Bispo dos outros, bispo de todos
(…) Gaillot foi recebido pelo Papa Francisco que lhe chamou de “irmão” e elogiou o trabalho que ele realizava junto a pessoas que se afastaram da Igreja como instituição.
Faleceu nesta quarta-feira, dia 12, aos 87 anos, o bispo católico Jacques Gaillot. Nos dizeres do jornal Le Monde, “nunca um bispo francês encarnou tão bem este papel de ‘sinal de contradição’ exigido do cristão”. Foi ativista pelos direitos das pessoas divorciadas, homoafetivas e imigrantes e sonhava com “uma Igreja do terreno, da base, de homens e mulheres abertos aos outros, que acolhem e trabalham com os outros, cristãos e cristãs que estão metidos na massa humana, com outros”, porque “os cristãos são o rosto de pessoas que não suportam a injustiça, que se batem pela paz e levam a mensagem, o fermento do evangelho”.
“Bispo dos outros” foi o título de um dos seus livros. Nele se vê o que representou para o mundo o bispo Gaillot: voz solitária no interior do episcopado francês na década de 1970, tomou posição contra as armas nucleares, as guerras no Golfo Pérsico, o apartheid na África do Sul e em favor da ordenação de homens casados. Além disso, tinha um enorme respeito pelo Islam, fruto dos 28 meses em que serviu ao exército francês na Argélia, antes de ser ordenado padre. Depois de ordenado, devotou seu sacerdócio à cultura da paz.
Por 13 anos foi bispo de Evreux, na Normandia, até que o Papa João Paulo II decidiu nomeá-lo bispo de Partênia, diocese mauritana que desde o século V estava extinta. Essa punição eclesiástica devia-se a suas opiniões heterodoxas sobre pontos da doutrina católica e a seu compromisso político. Bispo titular de uma diocese fisicamente inexistente, resolveu o problema abrindo uma página na internet, numa época em que isso era ainda uma novidade. Ali atuou durante toda sua vida, trocando correspondência com pessoas de todo o mundo, e facilitando o acesso a páginas de outras instituições e associações. “Antes de pertencer a um país ou uma cultura, somos habitantes do planeta. Antes de ser do Norte ou do Sul, somos cidadãos do mundo”, disse em entrevista. Entre os textos que escreveu está um catecismo “alternativo”.

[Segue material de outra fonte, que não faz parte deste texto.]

//! Unloader.
//!
//! Releases the loading context of stopped units. After a grace period the
//! plugin instance is dropped and then its context closed, both on a blocking
//! thread. Destruction is deterministic, so once `unload` returns the library
//! handle has been closed; no collection pass is needed. Whether the image is
//! also unmapped is up to the dynamic loader, see
//! [`ContextFactory::is_resident`](super::ContextFactory::is_resident).

use std::sync::Arc;
use std::time::Duration;

use super::registry::UnloadClaim;
use super::{PluginError, PluginId, PluginRegistry, PluginResult};

/// Releases loading contexts of stopped units.
#[derive(Debug, Clone)]
pub struct Unloader {
    registry: Arc<PluginRegistry>,
    grace: Duration,
}

impl Unloader {
    /// Create an unloader waiting `grace` before releasing contexts.
    pub fn new(registry: Arc<PluginRegistry>, grace: Duration) -> Self {
        Self { registry, grace }
    }

    /// Unload one Stopped unit.
    ///
    /// Fails without side effects if the unit is not Stopped or has a call
    /// outstanding. A failing context close is reported, but the unit is
    /// still marked Unloaded.
    pub async fn unload(&self, id: &PluginId) -> PluginResult<()> {
        let claim = self.registry.claim_unload(id)?;
        tokio::time::sleep(self.grace).await;
        self.release(id, claim).await
    }

    /// Unload several units sharing a single grace period.
    ///
    /// Every unit is attempted; one failure never prevents releasing the rest.
    pub async fn unload_many(&self, ids: &[PluginId]) -> Vec<(PluginId, PluginResult<()>)> {
        let mut results = Vec::with_capacity(ids.len());
        let mut claims = Vec::new();

        for id in ids {
            match self.registry.claim_unload(id) {
                Ok(claim) => claims.push((id.clone(), claim)),
                Err(e) => results.push((id.clone(), Err(e))),
            }
        }

        if !claims.is_empty() {
            tokio::time::sleep(self.grace).await;
        }

        for (id, claim) in claims {
            let result = self.release(&id, claim).await;
            results.push((id, result));
        }
        results
    }

    async fn release(&self, id: &PluginId, claim: UnloadClaim) -> PluginResult<()> {
        let UnloadClaim { name, instance, context } = claim;

        let released = tokio::task::spawn_blocking(move || {
            drop(instance);
            match context {
                Some(mut context) => context.close().map_err(|e| e.to_string()),
                None => Ok(()),
            }
        })
        .await;

        let result = match released {
            Ok(Ok(())) => Ok(()),
            Ok(Err(reason)) => Err(PluginError::Unload { id: id.clone(), reason }),
            Err(e) => Err(PluginError::Unload { id: id.clone(), reason: e.to_string() }),
        };

        if let Err(e) = &result {
            tracing::warn!(plugin = %id, name = %name, error = %e, "Releasing loading context failed");
        }
        self.registry.finish_unload(id)?;
        tracing::info!(plugin = %id, name = %name, "Plugin unloaded");

        result
    }
}
//! Isolated loading contexts.
//!
//! A loading context resolves and instantiates the units of exactly one
//! archive. The native implementation maps each context to its own
//! `libloading::Library` handle; closing the context closes that handle.

#![allow(unsafe_code)]

use std::path::{Path, PathBuf};

use libloading::{Library, Symbol};

use super::{
    ContextId, Plugin, PluginDeclaration, PluginError, PluginFactory, PluginResult,
    UnitRegistrar, ENTRY_SYMBOL, PLUGIN_ABI_VERSION,
};

/// A scoped loader for the units of a single archive.
pub trait LoadingContext: Send {
    /// Unique handle of this context.
    fn id(&self) -> ContextId;

    /// Archive this context was opened on.
    fn archive(&self) -> &Path;

    /// Fully-qualified names of the units the archive declares.
    fn units(&self) -> Vec<String>;

    /// Construct one instance of `unit`.
    fn instantiate(&self, unit: &str) -> PluginResult<Box<dyn Plugin>>;

    /// Release the context. Closing an already closed context is a no-op.
    fn close(&mut self) -> PluginResult<()>;

    /// Whether `close` has been called.
    fn is_closed(&self) -> bool;
}

/// Opens a fresh loading context for an archive.
pub trait ContextFactory: Send + Sync {
    /// Open `archive`. Every call yields a new, unshared context.
    fn open(&self, archive: &Path) -> PluginResult<Box<dyn LoadingContext>>;

    /// Whether the code of `archive` is still mapped although every context
    /// opened on it has been closed.
    ///
    /// While it is, opening the path again yields the old image, not the
    /// file currently on disk.
    fn is_resident(&self, _archive: &Path) -> bool {
        false
    }
}

/// Opens archives as native shared libraries.
#[derive(Debug, Default, Clone, Copy)]
pub struct NativeContextFactory;

impl NativeContextFactory {
    /// Create a new factory.
    pub fn new() -> Self {
        Self
    }
}

impl ContextFactory for NativeContextFactory {
    fn open(&self, archive: &Path) -> PluginResult<Box<dyn LoadingContext>> {
        NativeContext::open(archive).map(|ctx| Box::new(ctx) as Box<dyn LoadingContext>)
    }

    // A closed library can stay mapped: glibc pins a library once it has
    // registered thread-local destructors, which any thread spawned by Rust
    // code does.
    #[cfg(unix)]
    fn is_resident(&self, archive: &Path) -> bool {
        use libloading::os::unix::Library as UnixLibrary;

        // SAFETY: With RTLD_NOLOAD nothing is mapped and no initializer runs;
        // the call only takes another reference to an already loaded image,
        // which is released again when the handle drops.
        unsafe { UnixLibrary::open(Some(archive), libc::RTLD_NOLOAD | libc::RTLD_LAZY) }.is_ok()
    }

    #[cfg(windows)]
    fn is_resident(&self, archive: &Path) -> bool {
        libloading::os::windows::Library::open_already_loaded(archive).is_ok()
    }
}

/// Collects the units a library registers.
#[derive(Default)]
struct Registrations {
    units: Vec<(String, PluginFactory)>,
}

impl UnitRegistrar for Registrations {
    fn register_unit(&mut self, unit: &str, factory: PluginFactory) {
        if self.units.iter().any(|(name, _)| name == unit) {
            tracing::warn!(unit, "Unit registered twice, keeping the first registration");
            return;
        }
        self.units.push((unit.to_string(), factory));
    }
}

/// A loading context backed by one native library handle.
pub struct NativeContext {
    id: ContextId,
    archive: PathBuf,
    // Function pointers into `library`; cleared before it is closed.
    units: Vec<(String, PluginFactory)>,
    library: Option<Library>,
}

impl NativeContext {
    /// Load `archive` and collect its unit registrations.
    pub fn open(archive: &Path) -> PluginResult<Self> {
        let load_error =
            |reason: String| PluginError::ArchiveLoad { archive: archive.to_path_buf(), reason };

        // SAFETY: Loading a library runs its initializers. Plugin libraries
        // are trusted code; sandboxing is out of scope.
        let library = unsafe { Library::new(archive) }.map_err(|e| load_error(e.to_string()))?;

        // SAFETY: The symbol is the `PluginDeclaration` static emitted by
        // `declare_plugin!`. The value is copied out while the library is
        // still loaded.
        let declaration: PluginDeclaration = unsafe {
            let symbol: Symbol<*const PluginDeclaration> = library
                .get(ENTRY_SYMBOL)
                .map_err(|e| load_error(format!("missing plugin declaration: {e}")))?;
            let ptr = *symbol;
            if ptr.is_null() {
                return Err(load_error("plugin declaration is null".to_string()));
            }
            *ptr
        };

        if declaration.abi_version != PLUGIN_ABI_VERSION {
            return Err(load_error(format!(
                "abi version mismatch: plugin={}, host={}",
                declaration.abi_version, PLUGIN_ABI_VERSION
            )));
        }

        // Panics are caught inside the library; one unwinding out of it
        // could not be caught here.
        let mut registrations = Registrations::default();
        (declaration.register)(&mut registrations)
            .map_err(|reason| load_error(format!("registration failed: {reason}")))?;

        let id = ContextId::next();
        tracing::debug!(
            archive = %archive.display(),
            context = %id,
            units = registrations.units.len(),
            "Opened loading context"
        );

        Ok(Self {
            id,
            archive: archive.to_path_buf(),
            units: registrations.units,
            library: Some(library),
        })
    }
}

impl LoadingContext for NativeContext {
    fn id(&self) -> ContextId {
        self.id
    }

    fn archive(&self) -> &Path {
        &self.archive
    }

    fn units(&self) -> Vec<String> {
        self.units.iter().map(|(name, _)| name.clone()).collect()
    }

    fn instantiate(&self, unit: &str) -> PluginResult<Box<dyn Plugin>> {
        let instantiation_error = |reason: &str| PluginError::UnitInstantiation {
            archive: self.archive.clone(),
            unit: unit.to_string(),
            reason: reason.to_string(),
        };

        if self.library.is_none() {
            return Err(instantiation_error("loading context is closed"));
        }

        let factory = self
            .units
            .iter()
            .find_map(|(name, factory)| (name == unit).then_some(*factory))
            .ok_or_else(|| instantiation_error("unit is not declared by the archive"))?;

        factory().map_err(|reason| instantiation_error(&reason))
    }

    fn close(&mut self) -> PluginResult<()> {
        let Some(library) = self.library.take() else {
            return Ok(());
        };
        self.units.clear();

        library.close().map_err(|e| PluginError::ArchiveLoad {
            archive: self.archive.clone(),
            reason: format!("failed to close library: {e}"),
        })?;

        tracing::debug!(archive = %self.archive.display(), context = %self.id, "Closed loading context");
        Ok(())
    }

    fn is_closed(&self) -> bool {
        self.library.is_none()
    }
}

impl std::fmt::Debug for NativeContext {
    fn fmt(&self, f: &mut std::fmt::Formatter<'_>) -> std::fmt::Result {
        f.debug_struct("NativeContext")
            .field("id", &self.id)
            .field("archive", &self.archive)
            .field("units", &self.units.len())
            .field("closed", &self.is_closed())
            .finish()
    }
}

#[cfg(test)]
mod tests {
    use super::*;
    use tempfile::TempDir;

    #[test]
    fn test_corrupt_archive_is_archive_error() {
        let temp_dir = TempDir::new().unwrap();
        let path = temp_dir.path().join("corrupt.so");
        std::fs::write(&path, b"definitely not a shared library").unwrap();

        let result = NativeContextFactory::new().open(&path);
        match result {
            Err(PluginError::ArchiveLoad { archive, .. }) => assert_eq!(archive, path),
            Err(other) => panic!("unexpected error: {other}"),
            Ok(_) => panic!("corrupt archive opened"),
        }
    }

    #[test]
    fn test_missing_archive_is_archive_error() {
        let temp_dir = TempDir::new().unwrap();
        let path = temp_dir.path().join("missing.so");

        let result = NativeContextFactory::new().open(&path);
        assert!(matches!(result, Err(PluginError::ArchiveLoad { .. })));
    }

    #[test]
    fn test_registrations_ignore_duplicates() {
        fn make() -> Result<Box<dyn Plugin>, String> {
            Err("never called".to_string())
        }

        let mut registrations = Registrations::default();
        registrations.register_unit("a::A", make);
        registrations.register_unit("a::A", make);
        registrations.register_unit("a::B", make);

        assert_eq!(registrations.units.len(), 2);
    }
}
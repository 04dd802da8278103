//! Panic guards compiled into plugin libraries.
//!
//! A plugin library links its own copy of `std`, so a panic raised in plugin
//! code cannot be caught by the host: to the host it is a foreign exception
//! and the process aborts. `declare_plugin!` therefore wraps every unit in
//! [`Guarded`], whose methods run `catch_unwind` inside the plugin library and
//! hand failures back as values.

use std::panic::{self, UnwindSafe};

use super::error::panic_message;
use super::Plugin;

/// Run `f`, turning a panic into its rendered message.
#[doc(hidden)]
pub fn guard<R>(f: impl FnOnce() -> R + UnwindSafe) -> Result<R, String> {
    panic::catch_unwind(f).map_err(|payload| format!("panicked: {}", panic_message(payload.as_ref())))
}

/// A plugin unit whose every entry point is guarded against unwinding.
///
/// The name is read once, under the guard, when the unit is constructed.
#[doc(hidden)]
pub struct Guarded<T> {
    inner: Option<T>,
    name: String,
}

impl<T: Plugin + 'static> Guarded<T> {
    /// Construct a unit with `make` and wrap it.
    pub fn create(make: fn() -> T) -> Result<Box<dyn Plugin>, String> {
        let (inner, name) = guard(|| {
            let inner = make();
            let name = inner.name().to_string();
            (inner, name)
        })?;
        Ok(Box::new(Self { inner: Some(inner), name }))
    }

    fn call(&mut self, f: fn(&mut T) -> anyhow::Result<()>) -> anyhow::Result<()> {
        let Some(inner) = self.inner.as_mut() else {
            anyhow::bail!("plugin instance already released");
        };
        guard(panic::AssertUnwindSafe(|| f(inner))).unwrap_or_else(|message| Err(anyhow::anyhow!(message)))
    }
}

impl<T: Plugin + 'static> Plugin for Guarded<T> {
    fn name(&self) -> &str {
        &self.name
    }

    fn start(&mut self) -> anyhow::Result<()> {
        self.call(T::start)
    }

    fn stop(&mut self) -> anyhow::Result<()> {
        self.call(T::stop)
    }
}

impl<T> Drop for Guarded<T> {
    fn drop(&mut self) {
        let inner = self.inner.take();
        // A panicking destructor must not unwind into the host.
        let _ = guard(panic::AssertUnwindSafe(move || drop(inner)));
    }
}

Sua demissão de Evreux causou muitos protestos, mas a situação foi acalmada após encontro com o Papa João Paulo II, quando o então bispo de Partênia declarou: “Agradeci a Roma o que vivo. Estou desligado de tudo o que é institucional e decididamente muito ligado com as pessoas”. Tornou-se assim um bispo cuja diocese não tinha fronteiras: nem geográficas, nem culturais e nem mesmo religiosas.
Em 1º de setembro de 2015, Gaillot foi recebido pelo Papa Francisco que lhe chamou de “irmão” e elogiou o trabalho que ele realizava junto a pessoas que se afastaram da Igreja como instituição. Hoje entendemos que suas opções, tomadas há 50 anos, anteciparam certas posições de Francisco.
“As minhas são as questões da sociedade: a injustiça, a paz, a ecologia. (…) Sou um bispo, creio que fui libertado pelo evangelho, fui seduzido pela liberdade de Cristo. Sou um bispo que não está aí sobretudo por causa da doutrina, (…) mas para despertar as pessoas para aqueles que estão à beira do caminho, aos que sofrem. São os seres humanos que estão em primeiro lugar. Estou aí por eles.”
Neste momento em que foi anunciada sua passagem para o Reino definitivo, não podemos deixar de recordar aquele bispo que tanto lutou para que se realizasse na terra o Reino de Deus, como “um homem livre, irmão dos mais pobres e bispo das periferias.” Por isso mesmo, irmão de todos.